Mis en service en juillet 1997, avec un an de retard sur le calendrier initial en raison de l’obstruction menée par la Ville de Puteaux, la deuxième ligne de tramway d’Ile-de-France était très différente de la première. Si elle avait pour points communs le même matériel roulant et sa fonction de rocade, elle se distinguait par son tracé alors exclusivement sur une emprise ferroviaire adaptée et dédiée à ce seul usage, avec une vitesse de pointe de 70 km/h et une moyenne de 30 km/h.

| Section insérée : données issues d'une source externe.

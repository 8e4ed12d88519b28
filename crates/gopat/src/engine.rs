//! Query API over compiled patterns.
//!
//! [`Engine`] ties the pieces together under one [`EngineConfig`]: it
//! compiles patterns and predicates, finds matches, filters them, moves them
//! up the tree and rewrites them.

use std::collections::HashSet;

use gopat_config::EngineConfig;
use gopat_syntax::{Fragment, Node, print_fragment};
use tracing::debug;

use crate::attribute::{AttributeSet, Predicate};
use crate::error::{CompileError, PredicateError, RewriteError};
use crate::matcher::{MatchResult, MatchTarget, Matcher, Matches};
use crate::parents::ParentTable;
use crate::pattern::Pattern;
use crate::rewriter::{RewriteSummary, Rewriter};
use crate::types::TypeInfo;

/// Pattern matching and rewriting with shared limits.
#[derive(Debug, Clone, Default)]
pub struct Engine {
    config: EngineConfig,
}

impl Engine {
    /// Creates an engine with `config`.
    #[must_use]
    pub const fn new(config: EngineConfig) -> Self {
        Self { config }
    }

    /// Returns the engine configuration.
    #[must_use]
    pub const fn config(&self) -> &EngineConfig {
        &self.config
    }

    /// Compiles a pattern or template.
    ///
    /// The configuration's aggressive flag turns aggressive mode on for
    /// every pattern.
    ///
    /// # Errors
    ///
    /// Returns a [`CompileError`] when the text is not a valid pattern.
    pub fn compile(&self, text: &str) -> Result<Pattern, CompileError> {
        let pattern = Pattern::compile(text)?;
        let aggressive = pattern.aggressive() || self.config.aggressive();
        Ok(pattern.with_aggressive(aggressive))
    }

    /// Compiles attribute predicate text.
    ///
    /// # Errors
    ///
    /// Returns a [`PredicateError`] when the text is not a valid predicate.
    pub fn compile_predicate(&self, text: &str) -> Result<AttributeSet, PredicateError> {
        AttributeSet::parse(text)
    }

    /// Lazily finds the matches of `pattern` in `tree`, in pre-order.
    ///
    /// At most `max_matches` results are produced.
    #[must_use]
    pub fn find<'a>(&self, tree: &'a Node, pattern: &'a Pattern) -> Matches<'a> {
        Matcher::with_config(pattern, &self.config)
            .find(tree)
            .with_limit(self.config.max_matches())
    }

    /// Finds `pattern` inside each previous match, starting from that
    /// match's bindings.
    #[must_use]
    pub fn find_within(&self, matches: &[MatchResult], pattern: &Pattern) -> Vec<MatchResult> {
        let limit = self.config.max_matches();
        let mut seen = HashSet::new();
        let mut found = Vec::new();
        for previous in matches {
            let roots: &[Node] = match previous.matched() {
                Fragment::Node(node) => std::slice::from_ref(node),
                Fragment::List(list) => &list.items,
            };
            for root in roots {
                let inner = Matcher::with_config(pattern, &self.config)
                    .find_with(root, previous.captures());
                for result in inner {
                    if found.len() >= limit {
                        debug!(limit, "match limit reached");
                        return found;
                    }
                    if seen.insert(result.target()) {
                        found.push(result);
                    }
                }
            }
        }
        debug!(count = found.len(), "nested search finished");
        found
    }

    /// Keeps the matches for which `predicate` holds, or with
    /// `keep_on_match` unset, those for which it does not.
    #[must_use]
    pub fn filter(
        &self,
        matches: Vec<MatchResult>,
        predicate: &Predicate,
        keep_on_match: bool,
        types: &dyn TypeInfo,
    ) -> Vec<MatchResult> {
        let before = matches.len();
        let kept: Vec<_> = matches
            .into_iter()
            .filter(|result| predicate.holds(result, types, &self.config) == keep_on_match)
            .collect();
        debug!(before, after = kept.len(), "filtered matches");
        kept
    }

    /// Replaces each match in `tree` with `template` filled from its
    /// captures.
    ///
    /// # Errors
    ///
    /// Returns the first [`RewriteError`]; earlier replacements stay applied.
    pub fn substitute(
        &self,
        tree: &mut Node,
        matches: &[MatchResult],
        template: &Pattern,
    ) -> Result<RewriteSummary, RewriteError> {
        Rewriter::new(template).apply(tree, matches)
    }

    /// Moves every match `levels` ancestors up `tree`.
    ///
    /// A list match moves to the node owning the list first. Matches that
    /// run out of ancestors are dropped, and matches landing on the same
    /// node are merged.
    #[must_use]
    pub fn navigate_parents(
        &self,
        tree: &Node,
        matches: Vec<MatchResult>,
        levels: usize,
    ) -> Vec<MatchResult> {
        if levels == 0 {
            return matches;
        }
        let table = ParentTable::build(tree);
        let mut seen = HashSet::new();
        let mut moved = Vec::new();
        for result in matches {
            let Some(ancestor) = table.ancestors(result.target().first()).nth(levels - 1) else {
                debug!(
                    node = result.target().first().get(),
                    levels, "match has too few ancestors"
                );
                continue;
            };
            let Some(node) = tree.find(ancestor) else {
                continue;
            };
            if seen.insert(ancestor) {
                moved.push(
                    result.with_target(MatchTarget::Node(ancestor), Fragment::Node(node.clone())),
                );
            }
        }
        moved
    }

    /// Renders a node or list as Go source.
    #[must_use]
    pub fn print(&self, fragment: &Fragment) -> String {
        print_fragment(fragment)
    }
}
//! A small model of Go types and the relations attribute predicates test.
//!
//! Types come from a [`TypeInfo`] implementation; the engine never infers
//! them itself. The relations follow the Go language rules for
//! identity, assignability, convertibility and comparability, with two
//! simplifications: defined types are identified by name, and interfaces and
//! method sets are compared by method name only.

mod info;
mod resolve;

use std::collections::BTreeSet;

use gopat_syntax::ChanDir;
use strum::{Display, EnumString};

pub use info::{TypeInfo, TypeTable};
pub use resolve::{resolve_type, universe};

/// Predeclared basic types, including the untyped constant kinds.
#[derive(Debug, Clone, Copy, PartialEq, Eq, Hash, Display)]
#[strum(serialize_all = "snake_case")]
pub enum BasicKind {
    /// `bool`
    Bool,
    /// `int`
    Int,
    /// `int8`
    Int8,
    /// `int16`
    Int16,
    /// `int32` and `rune`
    Int32,
    /// `int64`
    Int64,
    /// `uint`
    Uint,
    /// `uint8` and `byte`
    Uint8,
    /// `uint16`
    Uint16,
    /// `uint32`
    Uint32,
    /// `uint64`
    Uint64,
    /// `uintptr`
    Uintptr,
    /// `float32`
    Float32,
    /// `float64`
    Float64,
    /// `complex64`
    Complex64,
    /// `complex128`
    Complex128,
    /// `string`
    String,
    /// `unsafe.Pointer`
    UnsafePointer,
    /// Untyped boolean constant.
    UntypedBool,
    /// Untyped integer constant.
    UntypedInt,
    /// Untyped rune constant.
    UntypedRune,
    /// Untyped floating-point constant.
    UntypedFloat,
    /// Untyped string constant.
    UntypedString,
    /// The untyped `nil` value.
    UntypedNil,
}

impl BasicKind {
    /// Returns whether values of this kind are integers.
    #[must_use]
    pub const fn is_integer(self) -> bool {
        matches!(
            self,
            Self::Int
                | Self::Int8
                | Self::Int16
                | Self::Int32
                | Self::Int64
                | Self::Uint
                | Self::Uint8
                | Self::Uint16
                | Self::Uint32
                | Self::Uint64
                | Self::Uintptr
                | Self::UntypedInt
                | Self::UntypedRune
        )
    }

    /// Returns whether values of this kind are floating-point numbers.
    #[must_use]
    pub const fn is_float(self) -> bool {
        matches!(self, Self::Float32 | Self::Float64 | Self::UntypedFloat)
    }

    /// Returns whether values of this kind are complex numbers.
    #[must_use]
    pub const fn is_complex(self) -> bool {
        matches!(self, Self::Complex64 | Self::Complex128)
    }

    /// Returns whether values of this kind are strings.
    #[must_use]
    pub const fn is_string(self) -> bool {
        matches!(self, Self::String | Self::UntypedString)
    }

    /// Returns whether this is the kind of an untyped constant or `nil`.
    #[must_use]
    pub const fn is_untyped(self) -> bool {
        matches!(
            self,
            Self::UntypedBool
                | Self::UntypedInt
                | Self::UntypedRune
                | Self::UntypedFloat
                | Self::UntypedString
                | Self::UntypedNil
        )
    }
}

/// Underlying-kind classes accepted by `is(kind)`.
#[derive(Debug, Clone, Copy, PartialEq, Eq, Hash, EnumString, Display)]
#[strum(serialize_all = "snake_case")]
pub enum KindClass {
    /// Booleans, numbers and strings.
    Basic,
    /// Arrays.
    Array,
    /// Slices.
    Slice,
    /// Structs.
    Struct,
    /// Interfaces.
    Interface,
    /// Pointers.
    Pointer,
    /// Functions.
    Func,
    /// Maps.
    Map,
    /// Channels.
    Chan,
}

/// One struct field.
#[derive(Debug, Clone, PartialEq, Eq)]
pub struct StructField {
    /// Field name; the type name for embedded fields.
    pub name: String,
    /// Field type.
    pub ty: GoType,
    /// Whether the field is embedded.
    pub embedded: bool,
    /// Struct tag, without quotes.
    pub tag: Option<String>,
}

/// A Go type.
#[derive(Debug, Clone, PartialEq, Eq)]
pub enum GoType {
    /// A predeclared basic type.
    Basic(BasicKind),
    /// A defined type.
    Named {
        /// Qualified name, such as `io.Reader`.
        name: String,
        /// Underlying type.
        underlying: Box<GoType>,
        /// Method names declared on the type or its pointer.
        methods: BTreeSet<String>,
    },
    /// `*T`
    Pointer(Box<GoType>),
    /// `[len]T`
    Array {
        /// Length.
        len: u64,
        /// Element type.
        elem: Box<GoType>,
    },
    /// `[]T`
    Slice(Box<GoType>),
    /// `map[K]V`
    Map {
        /// Key type.
        key: Box<GoType>,
        /// Value type.
        value: Box<GoType>,
    },
    /// `chan T`, `chan<- T` or `<-chan T`.
    Chan {
        /// Direction.
        dir: ChanDir,
        /// Element type.
        elem: Box<GoType>,
    },
    /// `struct { ... }`
    Struct(Vec<StructField>),
    /// `func(params) results`
    Func {
        /// Parameter types.
        params: Vec<GoType>,
        /// Result types.
        results: Vec<GoType>,
        /// Whether the last parameter is variadic.
        variadic: bool,
    },
    /// `interface { ... }`, by method names.
    Interface(BTreeSet<String>),
}

impl GoType {
    /// Creates a defined type without methods.
    #[must_use]
    pub fn named(name: impl Into<String>, underlying: Self) -> Self {
        Self::Named {
            name: name.into(),
            underlying: Box::new(underlying),
            methods: BTreeSet::new(),
        }
    }

    /// Creates an interface from method names.
    #[must_use]
    pub fn interface<I, S>(methods: I) -> Self
    where
        I: IntoIterator<Item = S>,
        S: Into<String>,
    {
        Self::Interface(methods.into_iter().map(Into::into).collect())
    }

    /// Adds methods to a defined type; other types are returned unchanged.
    #[must_use]
    pub fn with_methods<I, S>(mut self, names: I) -> Self
    where
        I: IntoIterator<Item = S>,
        S: Into<String>,
    {
        if let Self::Named { methods, .. } = &mut self {
            methods.extend(names.into_iter().map(Into::into));
        }
        self
    }

    /// Returns the underlying type.
    #[must_use]
    pub fn underlying(&self) -> &Self {
        let mut current = self;
        while let Self::Named { underlying, .. } = current {
            current = underlying;
        }
        current
    }

    const fn is_named(&self) -> bool {
        matches!(self, Self::Named { .. } | Self::Basic(_))
    }

    fn basic(&self) -> Option<BasicKind> {
        match self.underlying() {
            Self::Basic(kind) => Some(*kind),
            _ => None,
        }
    }

    /// Returns the underlying-kind class.
    #[must_use]
    pub fn class(&self) -> KindClass {
        match self.underlying() {
            Self::Basic(_) | Self::Named { .. } => KindClass::Basic,
            Self::Pointer(_) => KindClass::Pointer,
            Self::Array { .. } => KindClass::Array,
            Self::Slice(_) => KindClass::Slice,
            Self::Map { .. } => KindClass::Map,
            Self::Chan { .. } => KindClass::Chan,
            Self::Struct(_) => KindClass::Struct,
            Self::Func { .. } => KindClass::Func,
            Self::Interface(_) => KindClass::Interface,
        }
    }

    /// Returns whether `self` and `other` are identical types.
    #[must_use]
    pub fn identical(&self, other: &Self) -> bool {
        self.identical_with(other, true)
    }

    fn identical_with(&self, other: &Self, tags: bool) -> bool {
        match (self, other) {
            (Self::Named { name: a, .. }, Self::Named { name: b, .. }) => a == b,
            (Self::Basic(a), Self::Basic(b)) => a == b,
            (Self::Pointer(a), Self::Pointer(b)) | (Self::Slice(a), Self::Slice(b)) => {
                a.identical_with(b, tags)
            }
            (Self::Array { len: n, elem: a }, Self::Array { len: m, elem: b }) => {
                n == m && a.identical_with(b, tags)
            }
            (
                Self::Map { key: k1, value: v1 },
                Self::Map { key: k2, value: v2 },
            ) => k1.identical_with(k2, tags) && v1.identical_with(v2, tags),
            (Self::Chan { dir: d1, elem: a }, Self::Chan { dir: d2, elem: b }) => {
                d1 == d2 && a.identical_with(b, tags)
            }
            (Self::Struct(a), Self::Struct(b)) => {
                a.len() == b.len()
                    && a.iter().zip(b).all(|(x, y)| {
                        x.name == y.name
                            && x.embedded == y.embedded
                            && (!tags || x.tag == y.tag)
                            && x.ty.identical_with(&y.ty, tags)
                    })
            }
            (
                Self::Func {
                    params: p1,
                    results: r1,
                    variadic: v1,
                },
                Self::Func {
                    params: p2,
                    results: r2,
                    variadic: v2,
                },
            ) => v1 == v2 && all_identical(p1, p2, tags) && all_identical(r1, r2, tags),
            (Self::Interface(a), Self::Interface(b)) => a == b,
            _ => false,
        }
    }

    /// Returns the method names callable on a value of this type.
    #[must_use]
    pub fn method_set(&self) -> BTreeSet<&str> {
        match self {
            Self::Named {
                methods,
                underlying,
                ..
            } => {
                let mut set: BTreeSet<&str> = methods.iter().map(String::as_str).collect();
                if let Self::Interface(inherited) = underlying.underlying() {
                    set.extend(inherited.iter().map(String::as_str));
                }
                set
            }
            Self::Pointer(base) => match &**base {
                Self::Named { methods, .. } => methods.iter().map(String::as_str).collect(),
                _ => BTreeSet::new(),
            },
            Self::Interface(methods) => methods.iter().map(String::as_str).collect(),
            _ => BTreeSet::new(),
        }
    }

    /// Returns whether `self` implements the interface `iface`.
    ///
    /// A non-interface `iface` is never implemented.
    #[must_use]
    pub fn implements(&self, iface: &Self) -> bool {
        let Self::Interface(required) = iface.underlying() else {
            return false;
        };
        let available = self.method_set();
        required.iter().all(|name| available.contains(name.as_str()))
    }

    /// Returns whether a value of type `self` is assignable to `target`.
    #[must_use]
    pub fn assignable_to(&self, target: &Self) -> bool {
        if self.identical(target) {
            return true;
        }
        if let Some(kind) = self.basic().filter(|kind| kind.is_untyped()) {
            return untyped_fits(kind, target);
        }
        if self.underlying().identical(target.underlying())
            && (!self.is_named() || !target.is_named())
        {
            return true;
        }
        if matches!(target.underlying(), Self::Interface(_)) && self.implements(target) {
            return true;
        }
        match (self.underlying(), target.underlying()) {
            (
                Self::Chan {
                    dir: ChanDir::Both,
                    elem: a,
                },
                Self::Chan { elem: b, .. },
            ) => a.identical(b) && (!self.is_named() || !target.is_named()),
            _ => false,
        }
    }

    /// Returns whether a value of type `self` can be converted to `target`.
    #[must_use]
    pub fn convertible_to(&self, target: &Self) -> bool {
        if self.assignable_to(target) {
            return true;
        }
        let (from, to) = (self.underlying(), target.underlying());
        if from.identical_with(to, false) {
            return true;
        }
        if let (Self::Pointer(a), Self::Pointer(b)) = (self, target) {
            if a.underlying().identical_with(b.underlying(), false) {
                return true;
            }
        }
        if let (Some(a), Some(b)) = (self.basic(), target.basic()) {
            let numeric = |kind: BasicKind| kind.is_integer() || kind.is_float();
            if (numeric(a) && numeric(b)) || (a.is_complex() && b.is_complex()) {
                return true;
            }
            if a.is_integer() && b.is_string() {
                return true;
            }
        }
        if target.basic().is_some_and(BasicKind::is_string) && is_byte_or_rune_slice(from) {
            return true;
        }
        if self.basic().is_some_and(BasicKind::is_string) && is_byte_or_rune_slice(to) {
            return true;
        }
        match (from, to) {
            (Self::Slice(a), Self::Array { elem: b, .. }) => a.identical(b),
            (Self::Slice(a), Self::Pointer(array)) => match array.underlying() {
                Self::Array { elem: b, .. } => a.identical(b),
                _ => false,
            },
            _ => false,
        }
    }

    /// Returns whether values of this type can be compared with `==`.
    #[must_use]
    pub fn comparable(&self) -> bool {
        match self.underlying() {
            Self::Basic(_)
            | Self::Named { .. }
            | Self::Pointer(_)
            | Self::Chan { .. }
            | Self::Interface(_) => true,
            Self::Array { elem, .. } => elem.comparable(),
            Self::Struct(fields) => fields.iter().all(|field| field.ty.comparable()),
            Self::Slice(_) | Self::Map { .. } | Self::Func { .. } => false,
        }
    }
}

fn all_identical(a: &[GoType], b: &[GoType], tags: bool) -> bool {
    a.len() == b.len() && a.iter().zip(b).all(|(x, y)| x.identical_with(y, tags))
}

fn is_byte_or_rune_slice(ty: &GoType) -> bool {
    match ty {
        GoType::Slice(elem) => matches!(
            elem.basic(),
            Some(BasicKind::Uint8 | BasicKind::Int32)
        ),
        _ => false,
    }
}

/// Whether an untyped constant of `kind` may be assigned to `target`.
fn untyped_fits(kind: BasicKind, target: &GoType) -> bool {
    let underlying = target.underlying();
    if let GoType::Interface(methods) = underlying {
        return kind == BasicKind::UntypedNil || methods.is_empty();
    }
    let Some(wanted) = target.basic() else {
        return kind == BasicKind::UntypedNil
            && matches!(
                underlying,
                GoType::Pointer(_)
                    | GoType::Slice(_)
                    | GoType::Map { .. }
                    | GoType::Chan { .. }
                    | GoType::Func { .. }
                    | GoType::Interface(_)
            );
    };
    match kind {
        BasicKind::UntypedBool => wanted == BasicKind::Bool,
        BasicKind::UntypedInt | BasicKind::UntypedRune => {
            wanted.is_integer() || wanted.is_float() || wanted.is_complex()
        }
        BasicKind::UntypedFloat => wanted.is_float() || wanted.is_complex(),
        BasicKind::UntypedString => wanted == BasicKind::String,
        BasicKind::UntypedNil => wanted == BasicKind::UnsafePointer,
        _ => false,
    }
}

#[cfg(test)]
mod tests;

Prolongée en voirie, comme un tramway plus classique, en 2009 d’Issy-les-Moulineaux à la porte de Versailles et en 2012 de La Défense à Bezons, cette ligne de 17,9 km transporte plus de 200 000 voyageurs par jour. A bientôt 30 ans, T2 a désormais besoin d’investissements de renouvellement de l’infrastructure sur la section La Défense – Issy-les-Moulineaux, de rénovation du matériel roulant parvenu à mi-vie et d’améliorations sur son exploitation, qui présente toujours des fragilités, pas seulement sur les sections en voirie.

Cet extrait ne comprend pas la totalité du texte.